ごく身近の自然の激変に危機を感じると、何度もくり返した。
遁走しなかった群れの巣を、
ごく近くまでそっと寄って観察する。
繊細な羽音が響く。
黄色に黒のシマシマ、というイメージがガラガラと崩れ、
ひときわ小さな体でよく働く様子に感心する。
キイロスズメバチが一匹、
巣箱のまわりをウロウロ飛んでいたと思ったら、
働きバチをひょっと一匹、捕まえて飛んでいってしまった。
ほどなく今度はオオスズメバチが一匹飛来。
しかしこちらは、カチカチと攻撃音を出す間もなく、
一目でそれと確認した吉松さんに叩き落とされる。
オオスズメバチは、
巣のそばに待ち構えて次々と働きバチをかみ殺し、
地面に死骸の山を作るので始末が悪いのだという。
キイロのほうは、体も小さいし、
下手をするとミツバチに取り囲まれて殺されることもある。
まだイーブンなのだと。
一匹の働きバチが一生涯に集める蜜は、
ティースプーン半分だという。
春先、まだ蜜が十分にないころ、
ハチたちが吉松さんのところにやってきて、
ちょっと皮膚をかじっていくという話にも驚いた。
痛くないのかと聞くと、けっこう痛いけれど、
どうも巣の幼虫のためにたんぱく質が足りないのか、
ガマンしているとの答え。
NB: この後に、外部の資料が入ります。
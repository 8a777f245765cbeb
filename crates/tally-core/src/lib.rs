//! tally-core: shared types for the tally agent and server.
//!
//! A metric is identified by `(id, type)` and carries a tagged value:
//! counters accumulate signed deltas, gauges hold the last sample.
//!
//! # Modules
//!
//! | Module | Contents |
//! |---|---|
//! | [`metric`] | `MetricType`, `MetricValue`, `Metric`, `MetricKey` |
//! | [`envelope`] | Wire envelopes and boundary validation |
//! | [`retry`] | Fixed backoff schedule shared by agent and server |
//! | [`duration`] | `"10s"` / `"500ms"` duration parsing for configuration |
//! | [`logging`] | Text/JSON tracing subscriber setup |

pub mod duration;
pub mod envelope;
pub mod error;
pub mod logging;
pub mod metric;
pub mod retry;

pub use duration::{duration_arg, parse_duration};
pub use envelope::{
    GetRequest, MetricEnvelope, MetricResponse, UpdateRequest, metric_from_path, validate_batch,
};
pub use error::{ModelError, ModelResult};
pub use logging::{LogFormat, init_tracing};
pub use metric::{Metric, MetricKey, MetricType, MetricValue, validate_id};
pub use retry::RetrySchedule;
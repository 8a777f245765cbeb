//! Agent configuration.
//!
//! Layered as flag > env > TOML file (`-c`) > default.

use std::path::{Path, PathBuf};
use std::time::Duration;

use anyhow::{Context, bail};
use clap::Parser;
use serde::Deserialize;

use tally_core::{LogFormat, duration};

const DEFAULT_ADDRESS: &str = "localhost:8080";
const DEFAULT_REPORT_INTERVAL: Duration = Duration::from_secs(10);
const DEFAULT_POLL_INTERVAL: Duration = Duration::from_secs(2);
const DEFAULT_REQUEST_TIMEOUT: Duration = Duration::from_secs(5);

/// tally-agent: sample runtime metrics and report them to a tally server.
#[derive(Parser, Debug, Default)]
#[command(name = "tally-agent", version, about)]
pub struct Cli {
    /// Server address, `host:port` or a full URL
    #[arg(short = 'a', long, env = "ADDRESS")]
    pub address: Option<String>,

    /// Interval between reports (e.g. 10, 10s, 500ms)
    #[arg(short = 'r', long, env = "REPORT_INTERVAL", value_parser = duration::duration_arg)]
    pub report_interval: Option<Duration>,

    /// Interval between polls
    #[arg(short = 'p', long, env = "POLL_INTERVAL", value_parser = duration::duration_arg)]
    pub poll_interval: Option<Duration>,

    /// TOML config file with the same keys
    #[arg(short = 'c', long, env = "CONFIG")]
    pub config: Option<PathBuf>,

    /// Deadline for each delivery attempt
    #[arg(long, env = "REQUEST_TIMEOUT", value_parser = duration::duration_arg)]
    pub request_timeout: Option<Duration>,

    /// Log output format
    #[arg(long, env = "LOG_FORMAT", value_enum)]
    pub log_format: Option<LogFormat>,
}

/// The `-c` file. Every key is optional.
#[derive(Debug, Default, Deserialize)]
#[serde(default, deny_unknown_fields)]
pub struct FileConfig {
    pub address: Option<String>,
    #[serde(deserialize_with = "duration::deserialize_opt")]
    pub report_interval: Option<Duration>,
    #[serde(deserialize_with = "duration::deserialize_opt")]
    pub poll_interval: Option<Duration>,
    #[serde(deserialize_with = "duration::deserialize_opt")]
    pub request_timeout: Option<Duration>,
    pub log_format: Option<LogFormat>,
}

impl FileConfig {
    pub fn load(path: &Path) -> anyhow::Result<Self> {
        let content = std::fs::read_to_string(path)
            .with_context(|| format!("reading config file {}", path.display()))?;
        toml::from_str(&content).with_context(|| format!("parsing config file {}", path.display()))
    }
}

/// Fully resolved agent settings.
#[derive(Debug, Clone, PartialEq)]
pub struct AgentConfig {
    /// Base URL of the server, always with a scheme.
    pub address: String,
    pub report_interval: Duration,
    pub poll_interval: Duration,
    pub request_timeout: Duration,
    pub log_format: LogFormat,
}

impl AgentConfig {
    pub fn resolve(cli: Cli) -> anyhow::Result<Self> {
        let file = match &cli.config {
            Some(path) => FileConfig::load(path)?,
            None => FileConfig::default(),
        };
        Self::merge(cli, file)
    }

    fn merge(cli: Cli, file: FileConfig) -> anyhow::Result<Self> {
        let address = cli
            .address
            .or(file.address)
            .unwrap_or_else(|| DEFAULT_ADDRESS.to_string());
        let config = Self {
            address: with_scheme(&address),
            report_interval: cli
                .report_interval
                .or(file.report_interval)
                .unwrap_or(DEFAULT_REPORT_INTERVAL),
            poll_interval: cli
                .poll_interval
                .or(file.poll_interval)
                .unwrap_or(DEFAULT_POLL_INTERVAL),
            request_timeout: cli
                .request_timeout
                .or(file.request_timeout)
                .unwrap_or(DEFAULT_REQUEST_TIMEOUT),
            log_format: cli.log_format.or(file.log_format).unwrap_or_default(),
        };
        config.validate()?;
        Ok(config)
    }

    fn validate(&self) -> anyhow::Result<()> {
        if self.poll_interval.is_zero() {
            bail!("poll interval must be positive");
        }
        if self.report_interval.is_zero() {
            bail!("report interval must be positive");
        }
        if self.request_timeout.is_zero() {
            bail!("request timeout must be positive");
        }
        Ok(())
    }
}

/// Prefix `http://` unless the address already names a scheme.
pub fn with_scheme(address: &str) -> String {
    let addr = address.trim();
    if addr.contains("://") {
        addr.to_string()
    } else {
        format!("http://{addr}")
    }
}

#[cfg(test)]
mod tests {
    use super::*;
    use std::io::Write;

    #[test]
    fn defaults() {
        let config = AgentConfig::merge(Cli::default(), FileConfig::default()).unwrap();
        assert_eq!(config.address, "http://localhost:8080");
        assert_eq!(config.report_interval, Duration::from_secs(10));
        assert_eq!(config.poll_interval, Duration::from_secs(2));
        assert_eq!(config.request_timeout, Duration::from_secs(5));
        assert_eq!(config.log_format, LogFormat::Text);
    }

    #[test]
    fn scheme_is_injected_only_when_absent() {
        assert_eq!(with_scheme("example.com:9000"), "http://example.com:9000");
        assert_eq!(with_scheme("https://example.com"), "https://example.com");
    }

    #[test]
    fn flags_parse() {
        let cli = Cli::try_parse_from(["tally-agent", "-a", "10.0.0.1:9090", "-r", "3", "-p", "500ms"])
            .unwrap();
        let config = AgentConfig::merge(cli, FileConfig::default()).unwrap();
        assert_eq!(config.address, "http://10.0.0.1:9090");
        assert_eq!(config.report_interval, Duration::from_secs(3));
        assert_eq!(config.poll_interval, Duration::from_millis(500));
    }

    #[test]
    fn flag_beats_file_beats_default() {
        let mut tmp = tempfile::NamedTempFile::new().unwrap();
        writeln!(
            tmp,
            "address = \"file-host:1\"\nreport_interval = \"20s\"\npoll_interval = 7\nlog_format = \"json\""
        )
        .unwrap();

        let cli = Cli {
            address: Some("flag-host:2".into()),
            config: Some(tmp.path().to_path_buf()),
            ..Cli::default()
        };
        let config = AgentConfig::resolve(cli).unwrap();
        assert_eq!(config.address, "http://flag-host:2");
        assert_eq!(config.report_interval, Duration::from_secs(20));
        assert_eq!(config.poll_interval, Duration::from_secs(7));
        assert_eq!(config.request_timeout, DEFAULT_REQUEST_TIMEOUT);
        assert_eq!(config.log_format, LogFormat::Json);
    }

    #[test]
    fn unknown_file_key_rejected() {
        let mut tmp = tempfile::NamedTempFile::new().unwrap();
        writeln!(tmp, "adress = \"typo\"").unwrap();
        let cli = Cli {
            config: Some(tmp.path().to_path_buf()),
            ..Cli::default()
        };
        assert!(AgentConfig::resolve(cli).is_err());
    }

    #[test]
    fn zero_interval_rejected() {
        let cli = Cli {
            poll_interval: Some(Duration::ZERO),
            ..Cli::default()
        };
        assert!(AgentConfig::merge(cli, FileConfig::default()).is_err());
    }
}
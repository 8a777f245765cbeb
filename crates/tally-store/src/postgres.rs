//! Postgres mirror of the metric store.
//!
//! The table holds post-update state: upserts replace `delta` rather than
//! adding to it, because accumulation already happened in [`crate::MemStore`].
//!
//! ```sql
//! CREATE TABLE metrics (
//!     id    TEXT NOT NULL,
//!     type  TEXT NOT NULL,
//!     delta BIGINT NULL,
//!     value DOUBLE PRECISION NULL,
//!     PRIMARY KEY (id, type)
//! )
//! ```

use std::collections::HashMap;
use std::time::Duration;

use sqlx::postgres::{PgPool, PgPoolOptions};
use sqlx::{Postgres, QueryBuilder};
use tracing::{debug, info};

use tally_core::{Metric, MetricEnvelope, MetricKey, RetrySchedule};

use crate::error::{StoreError, StoreResult};

const CREATE_TABLE: &str = "CREATE TABLE IF NOT EXISTS metrics (
    id    TEXT NOT NULL,
    type  TEXT NOT NULL,
    delta BIGINT NULL,
    value DOUBLE PRECISION NULL,
    PRIMARY KEY (id, type)
)";

/// Bound on waiting for a pooled connection. Kept well below the server's
/// request deadline so an unreachable database surfaces as a retriable 500
/// rather than a 408.
const ACQUIRE_TIMEOUT: Duration = Duration::from_secs(1);

/// Rows per INSERT statement. Four binds per row keeps each statement well
/// under the 65535 parameter limit.
const UPSERT_CHUNK: usize = 1000;

#[derive(Debug, sqlx::FromRow)]
struct MetricRow {
    id: String,
    #[sqlx(rename = "type")]
    kind: String,
    delta: Option<i64>,
    value: Option<f64>,
}

impl TryFrom<MetricRow> for Metric {
    type Error = StoreError;

    fn try_from(row: MetricRow) -> Result<Self, Self::Error> {
        let envelope = MetricEnvelope {
            id: row.id,
            kind: row.kind,
            delta: row.delta,
            value: row.value,
        };
        envelope
            .into_metric()
            .map_err(|e| StoreError::InvalidRow(e.to_string()))
    }
}

/// Pooled Postgres backend. Cheap to clone.
#[derive(Clone)]
pub struct PgStore {
    pool: PgPool,
    retry: RetrySchedule,
}

impl PgStore {
    /// Connect, then create the table if it does not exist.
    pub async fn connect(dsn: &str) -> StoreResult<Self> {
        let pool = pool_options().connect(dsn).await?;
        let store = Self::from_pool(pool);
        store.migrate().await?;
        info!("postgres backend connected");
        Ok(store)
    }

    /// Build the pool without connecting or migrating; the first query
    /// opens a connection.
    pub fn connect_lazy(dsn: &str) -> StoreResult<Self> {
        let pool = pool_options().connect_lazy(dsn)?;
        Ok(Self::from_pool(pool))
    }

    pub fn from_pool(pool: PgPool) -> Self {
        Self {
            pool,
            retry: RetrySchedule::default(),
        }
    }

    /// Override the schedule used for transient failures outside the
    /// request path (migration, restore, `tally-dump` reads).
    pub fn with_retry(mut self, retry: RetrySchedule) -> Self {
        self.retry = retry;
        self
    }

    pub async fn migrate(&self) -> StoreResult<()> {
        self.retry
            .run("create metrics table", StoreError::is_transient, || async move {
                sqlx::query(CREATE_TABLE).execute(&self.pool).await?;
                Ok::<_, StoreError>(())
            })
            .await
    }

    /// Liveness check for `/ping`.
    pub async fn ping(&self) -> StoreResult<()> {
        sqlx::query("SELECT 1").execute(&self.pool).await?;
        Ok(())
    }

    /// Upsert post-update records.
    ///
    /// Runs once, without retrying: it sits on the request path, and a
    /// transient failure is handed back to the client to resend.
    ///
    /// Duplicate keys are collapsed to their last occurrence first: Postgres
    /// refuses an `ON CONFLICT DO UPDATE` that touches the same row twice.
    pub async fn save(&self, metrics: &[Metric]) -> StoreResult<()> {
        let rows = dedupe_last(metrics);
        if rows.is_empty() {
            return Ok(());
        }
        let mut tx = self.pool.begin().await?;
        for chunk in rows.chunks(UPSERT_CHUNK) {
            let mut qb: QueryBuilder<Postgres> =
                QueryBuilder::new("INSERT INTO metrics (id, type, delta, value) ");
            qb.push_values(chunk, |mut b, m| {
                b.push_bind(m.id.clone())
                    .push_bind(m.kind().as_str())
                    .push_bind(m.delta())
                    .push_bind(m.gauge_value());
            });
            qb.push(
                " ON CONFLICT (id, type) DO UPDATE SET delta = EXCLUDED.delta, value = EXCLUDED.value",
            );
            qb.build().execute(&mut *tx).await?;
        }
        tx.commit().await?;
        debug!(rows = rows.len(), "metrics upserted");
        Ok(())
    }

    /// Rows matching any of `keys`.
    pub async fn filter(&self, keys: &[MetricKey]) -> StoreResult<Vec<Metric>> {
        if keys.is_empty() {
            return Ok(Vec::new());
        }
        let rows = self
            .retry
            .run("filter metrics", StoreError::is_transient, || async move {
                let mut qb: QueryBuilder<Postgres> =
                    QueryBuilder::new("SELECT id, type, delta, value FROM metrics WHERE ");
                let mut clauses = qb.separated(" OR ");
                for key in keys {
                    clauses.push("(id = ");
                    clauses.push_bind_unseparated(key.id.clone());
                    clauses.push_unseparated(" AND type = ");
                    clauses.push_bind_unseparated(key.kind.as_str());
                    clauses.push_unseparated(")");
                }
                let rows = qb
                    .build_query_as::<MetricRow>()
                    .fetch_all(&self.pool)
                    .await?;
                Ok::<_, StoreError>(rows)
            })
            .await?;
        rows.into_iter().map(Metric::try_from).collect()
    }

    pub async fn list(&self) -> StoreResult<Vec<Metric>> {
        let rows: Vec<MetricRow> = self
            .retry
            .run("list metrics", StoreError::is_transient, || async move {
                let rows = sqlx::query_as::<_, MetricRow>(
                    "SELECT id, type, delta, value FROM metrics ORDER BY id, type",
                )
                .fetch_all(&self.pool)
                .await?;
                Ok::<_, StoreError>(rows)
            })
            .await?;
        rows.into_iter().map(Metric::try_from).collect()
    }
}

fn pool_options() -> PgPoolOptions {
    PgPoolOptions::new()
        .max_connections(10)
        .acquire_timeout(ACQUIRE_TIMEOUT)
}

/// Keep the last record per key, ordered by first appearance.
fn dedupe_last(metrics: &[Metric]) -> Vec<Metric> {
    let mut index: HashMap<MetricKey, usize> = HashMap::with_capacity(metrics.len());
    let mut out: Vec<Metric> = Vec::with_capacity(metrics.len());
    for m in metrics {
        match index.get(&m.key()) {
            Some(&i) => out[i] = m.clone(),
            None => {
                index.insert(m.key(), out.len());
                out.push(m.clone());
            }
        }
    }
    out
}
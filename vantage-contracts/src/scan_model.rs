use url::Url;
use vantage_model::{ScanDirectory, ScanHost};

/// Discovery graph fed by the crawler and queried by the audit phases.
///
/// Implementations must tolerate concurrent `add_discovered_uri` calls from
/// crawler workers while the executor reads.
pub trait ScanModel: Send + Sync {
    fn add_discovered_uri(&self, uri: &Url);

    fn unscanned_hosts(&self) -> Vec<ScanHost>;

    fn unscanned_directories(&self) -> Vec<ScanDirectory>;

    fn mark_host_scanned(&self, host: &ScanHost);

    fn mark_directory_scanned(&self, directory: &ScanDirectory);
}
use thiserror::Error;
use vantage_contracts::TransportError;

/// Synchronous failures reported to callers of the scan control surface.
///
/// Everything that goes wrong after the executor has launched is absorbed
/// and logged instead; see [`crate::scan::ScanReport`].
#[derive(Error, Debug, Clone, PartialEq, Eq)]
pub enum ScanError {
    #[error("scanner is locked by another scan")]
    LockedState,

    #[error("invalid state: {0}")]
    InvalidState(String),

    #[error("invalid configuration: {0}")]
    InvalidConfiguration(String),

    #[error("transport failure: {0}")]
    Transport(#[from] TransportError),
}

impl ScanError {
    pub(crate) fn invalid_state(msg: impl Into<String>) -> Self {
        ScanError::InvalidState(msg.into())
    }
}

pub type Result<T> = std::result::Result<T, ScanError>;
use std::fmt;

use async_trait::async_trait;
use vantage_model::{
    HttpRequest, HttpResponse, ModuleId, ScanDirectory, ScanHost,
};

use crate::{error::ModuleError, request_engine::RequestEngine, scan_model::ScanModel};

/// Capability role a module is registered under.
#[derive(Debug, Clone, Copy, PartialEq, Eq, Hash)]
pub enum ModuleCategory {
    ResponseProcessing,
    Basic,
    PerHost,
    PerDirectory,
}

impl ModuleCategory {
    pub fn as_str(self) -> &'static str {
        match self {
            ModuleCategory::ResponseProcessing => "response_processing",
            ModuleCategory::Basic => "basic",
            ModuleCategory::PerHost => "per_host",
            ModuleCategory::PerDirectory => "per_directory",
        }
    }
}

impl fmt::Display for ModuleCategory {
    fn fmt(&self, f: &mut fmt::Formatter<'_>) -> fmt::Result {
        f.write_str(self.as_str())
    }
}

/// Behaviour shared by every module role.
///
/// The enabled flag is the per-instance configuration reconciliation
/// preserves; implementations keep it behind interior mutability.
pub trait ScannerModule: Send + Sync {
    fn id(&self) -> &ModuleId;

    fn name(&self) -> &str {
        self.id().as_str()
    }

    fn is_enabled(&self) -> bool;

    fn set_enabled(&self, enabled: bool);
}

/// Passive module fed every response the request engine receives.
pub trait ResponseProcessingModule: ScannerModule {
    fn process_response(
        &self,
        request: &HttpRequest,
        response: &HttpResponse,
        model: &dyn ScanModel,
    ) -> Result<(), ModuleError>;
}

/// Module without a fixed target kind. Listed and configurable alongside the
/// others; the embedding application decides when it runs.
pub trait BasicModule: ScannerModule {}

/// Active module run once per discovered host.
#[async_trait]
pub trait PerHostModule: ScannerModule {
    async fn run_scan(
        &self,
        host: &ScanHost,
        request_engine: &dyn RequestEngine,
        model: &dyn ScanModel,
    ) -> Result<(), ModuleError>;
}

/// Active module run once per discovered directory.
#[async_trait]
pub trait PerDirectoryModule: ScannerModule {
    async fn run_scan(
        &self,
        directory: &ScanDirectory,
        request_engine: &dyn RequestEngine,
        model: &dyn ScanModel,
    ) -> Result<(), ModuleError>;
}
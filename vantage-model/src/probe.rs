use url::Url;

/// Classification of a one-shot reachability check.
#[derive(Debug, Clone, Copy, PartialEq, Eq, Hash)]
#[cfg_attr(feature = "serde", derive(serde::Serialize, serde::Deserialize))]
#[cfg_attr(feature = "serde", serde(rename_all = "snake_case"))]
pub enum ProbeOutcome {
    /// Target answered with a usable response.
    Reachable,
    /// Target answered with a redirect to a different location.
    Redirect,
    /// Target answered 404.
    PageNotFound,
    /// Transport level failure: DNS, refused connection, TLS, timeout.
    ConnectFailed,
    /// Probe was aborted before the response arrived.
    Aborted,
}

impl ProbeOutcome {
    pub fn is_success(self) -> bool {
        matches!(self, ProbeOutcome::Reachable)
    }
}

/// Result of `Scan::probe`. Ephemeral, never persisted.
#[derive(Debug, Clone, PartialEq, Eq)]
#[cfg_attr(feature = "serde", derive(serde::Serialize, serde::Deserialize))]
pub struct ScanProbeResult {
    pub uri: Url,
    pub outcome: ProbeOutcome,
    pub status_code: Option<u16>,
    pub redirect_location: Option<Url>,
    pub detail: Option<String>,
}

impl ScanProbeResult {
    pub fn reachable(uri: Url, status_code: u16) -> Self {
        Self {
            uri,
            outcome: ProbeOutcome::Reachable,
            status_code: Some(status_code),
            redirect_location: None,
            detail: None,
        }
    }

    pub fn redirect(uri: Url, status_code: u16, location: Url) -> Self {
        Self {
            uri,
            outcome: ProbeOutcome::Redirect,
            status_code: Some(status_code),
            redirect_location: Some(location),
            detail: None,
        }
    }

    pub fn page_not_found(uri: Url) -> Self {
        Self {
            uri,
            outcome: ProbeOutcome::PageNotFound,
            status_code: Some(404),
            redirect_location: None,
            detail: None,
        }
    }

    pub fn connect_failed(uri: Url, detail: impl Into<String>) -> Self {
        Self {
            uri,
            outcome: ProbeOutcome::ConnectFailed,
            status_code: None,
            redirect_location: None,
            detail: Some(detail.into()),
        }
    }

    pub fn aborted(uri: Url) -> Self {
        Self {
            uri,
            outcome: ProbeOutcome::Aborted,
            status_code: None,
            redirect_location: None,
            detail: Some("probe aborted".to_string()),
        }
    }

    pub fn with_detail(mut self, detail: impl Into<String>) -> Self {
        self.detail = Some(detail.into());
        self
    }

    pub fn is_success(&self) -> bool {
        self.outcome.is_success()
    }
}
蜜が取れ出すと、
かじらなくなるそうだ。
この秋は山の実りが少ないのか、
蜜を狙う熊に何個も巣箱を壊されたそうだ。
でもだからといって困ったとか、退治せねば、とか、
いっさい言わない。
この里山を訪れるたび、
人の「賢さ」について、深く考えさせられる。
遠い都会では生物多様性について大きな世界会議が行われ、
生物資源利用の公平性が話し合われた。
ある資源で儲けた者は、その資源を産出した者にも、
利益を還元していくことが大筋合意されたという。
ただし、植民地時代の事案までは遡らない、と。
ハチミツの分け前が変わっただけだ。
本当の公平性を考えるなら、
その利益はおおもとの自然に帰すのがふさわしい。
分け前とお礼は違う。
何を、どんなふうに返せばいいか、
わかっているわけではないけれども。
わからなくても考える。
ずっと考えることが大事なのだと思う。